Stored data entries
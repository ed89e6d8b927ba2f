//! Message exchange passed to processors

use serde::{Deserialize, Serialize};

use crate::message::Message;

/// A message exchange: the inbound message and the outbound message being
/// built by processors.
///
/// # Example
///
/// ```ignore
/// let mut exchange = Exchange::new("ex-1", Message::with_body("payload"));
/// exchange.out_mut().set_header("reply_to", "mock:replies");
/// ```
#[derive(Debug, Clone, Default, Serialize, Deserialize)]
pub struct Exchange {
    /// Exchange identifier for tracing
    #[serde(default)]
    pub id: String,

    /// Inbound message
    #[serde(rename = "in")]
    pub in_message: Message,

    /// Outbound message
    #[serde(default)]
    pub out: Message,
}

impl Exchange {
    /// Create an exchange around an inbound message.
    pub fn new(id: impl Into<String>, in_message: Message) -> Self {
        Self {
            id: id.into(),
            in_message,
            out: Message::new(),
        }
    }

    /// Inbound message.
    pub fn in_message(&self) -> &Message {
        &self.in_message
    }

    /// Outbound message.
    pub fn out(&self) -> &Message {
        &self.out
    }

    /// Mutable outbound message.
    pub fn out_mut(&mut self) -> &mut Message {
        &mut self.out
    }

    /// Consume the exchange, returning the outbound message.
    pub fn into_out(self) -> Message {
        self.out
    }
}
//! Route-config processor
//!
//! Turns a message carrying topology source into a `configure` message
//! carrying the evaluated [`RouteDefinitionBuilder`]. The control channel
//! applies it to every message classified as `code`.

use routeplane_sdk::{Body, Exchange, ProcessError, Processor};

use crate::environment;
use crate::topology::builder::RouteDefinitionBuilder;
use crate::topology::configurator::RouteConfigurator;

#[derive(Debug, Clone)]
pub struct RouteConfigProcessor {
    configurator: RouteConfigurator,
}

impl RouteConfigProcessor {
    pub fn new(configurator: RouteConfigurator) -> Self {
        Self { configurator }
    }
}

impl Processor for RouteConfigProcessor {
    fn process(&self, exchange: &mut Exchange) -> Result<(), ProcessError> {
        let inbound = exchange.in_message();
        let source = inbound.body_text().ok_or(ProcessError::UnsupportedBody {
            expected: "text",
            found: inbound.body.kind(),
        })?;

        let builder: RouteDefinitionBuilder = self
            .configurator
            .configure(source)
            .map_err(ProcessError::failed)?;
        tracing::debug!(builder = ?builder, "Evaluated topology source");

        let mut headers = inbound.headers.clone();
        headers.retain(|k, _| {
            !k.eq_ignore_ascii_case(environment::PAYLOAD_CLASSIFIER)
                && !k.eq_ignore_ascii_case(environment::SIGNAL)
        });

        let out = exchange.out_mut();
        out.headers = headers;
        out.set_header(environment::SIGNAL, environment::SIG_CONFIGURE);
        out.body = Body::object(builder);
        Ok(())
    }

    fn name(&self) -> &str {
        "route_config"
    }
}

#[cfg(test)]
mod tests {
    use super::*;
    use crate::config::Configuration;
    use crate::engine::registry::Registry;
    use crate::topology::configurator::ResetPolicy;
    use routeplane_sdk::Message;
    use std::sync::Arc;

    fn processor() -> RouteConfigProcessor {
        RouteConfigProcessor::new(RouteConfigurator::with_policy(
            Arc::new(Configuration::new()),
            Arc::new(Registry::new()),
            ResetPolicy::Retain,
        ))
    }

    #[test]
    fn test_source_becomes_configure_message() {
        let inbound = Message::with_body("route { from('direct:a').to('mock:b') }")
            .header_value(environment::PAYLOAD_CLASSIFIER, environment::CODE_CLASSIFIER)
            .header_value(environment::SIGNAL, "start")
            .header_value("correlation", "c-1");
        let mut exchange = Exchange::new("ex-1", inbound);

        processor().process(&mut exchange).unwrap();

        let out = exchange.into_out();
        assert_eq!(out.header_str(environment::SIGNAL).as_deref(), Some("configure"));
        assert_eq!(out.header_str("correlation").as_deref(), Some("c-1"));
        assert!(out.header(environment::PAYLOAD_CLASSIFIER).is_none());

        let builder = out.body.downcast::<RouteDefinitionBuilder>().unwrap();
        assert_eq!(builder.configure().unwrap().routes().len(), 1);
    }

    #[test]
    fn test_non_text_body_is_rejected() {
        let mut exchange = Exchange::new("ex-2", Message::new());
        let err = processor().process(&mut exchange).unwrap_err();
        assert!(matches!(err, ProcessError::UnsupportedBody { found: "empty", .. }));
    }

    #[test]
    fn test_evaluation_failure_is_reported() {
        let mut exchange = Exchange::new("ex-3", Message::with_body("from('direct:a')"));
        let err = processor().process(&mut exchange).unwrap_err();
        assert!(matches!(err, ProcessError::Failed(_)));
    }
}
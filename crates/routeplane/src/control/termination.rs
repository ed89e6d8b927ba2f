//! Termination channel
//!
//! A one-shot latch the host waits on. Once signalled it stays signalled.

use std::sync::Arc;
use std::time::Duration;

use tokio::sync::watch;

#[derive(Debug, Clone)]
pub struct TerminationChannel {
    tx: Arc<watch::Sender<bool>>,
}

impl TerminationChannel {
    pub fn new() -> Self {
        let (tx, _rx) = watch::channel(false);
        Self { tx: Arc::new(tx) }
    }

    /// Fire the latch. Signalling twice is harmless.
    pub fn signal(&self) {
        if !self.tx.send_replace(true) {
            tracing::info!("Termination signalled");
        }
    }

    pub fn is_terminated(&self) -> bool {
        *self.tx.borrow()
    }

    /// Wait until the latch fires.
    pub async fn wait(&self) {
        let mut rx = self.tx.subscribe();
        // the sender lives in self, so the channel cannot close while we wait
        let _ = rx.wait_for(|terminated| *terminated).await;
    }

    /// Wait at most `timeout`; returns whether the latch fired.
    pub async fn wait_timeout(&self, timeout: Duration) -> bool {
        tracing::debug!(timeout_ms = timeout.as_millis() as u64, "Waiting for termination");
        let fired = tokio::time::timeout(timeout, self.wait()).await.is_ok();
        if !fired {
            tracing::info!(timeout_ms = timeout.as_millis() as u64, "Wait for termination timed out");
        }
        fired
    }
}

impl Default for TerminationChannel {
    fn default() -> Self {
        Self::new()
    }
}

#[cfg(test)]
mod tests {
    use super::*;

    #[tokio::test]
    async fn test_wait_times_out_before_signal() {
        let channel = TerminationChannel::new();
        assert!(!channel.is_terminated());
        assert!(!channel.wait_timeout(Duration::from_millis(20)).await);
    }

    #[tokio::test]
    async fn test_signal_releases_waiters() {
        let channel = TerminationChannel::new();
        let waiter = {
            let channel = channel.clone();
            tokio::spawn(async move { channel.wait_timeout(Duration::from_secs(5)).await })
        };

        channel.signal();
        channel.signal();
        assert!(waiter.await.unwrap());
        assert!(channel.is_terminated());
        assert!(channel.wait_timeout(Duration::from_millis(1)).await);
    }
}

Problem requirements: Pull out all lines of the data with the string "topology".

Output:
//! Turns a message carrying topology source into a `configure` message
use crate::topology::builder::RouteDefinitionBuilder;
use crate::topology::configurator::RouteConfigurator;
        tracing::debug!(builder = ?builder, "Evaluated topology source");
    use crate::topology::configurator::ResetPolicy;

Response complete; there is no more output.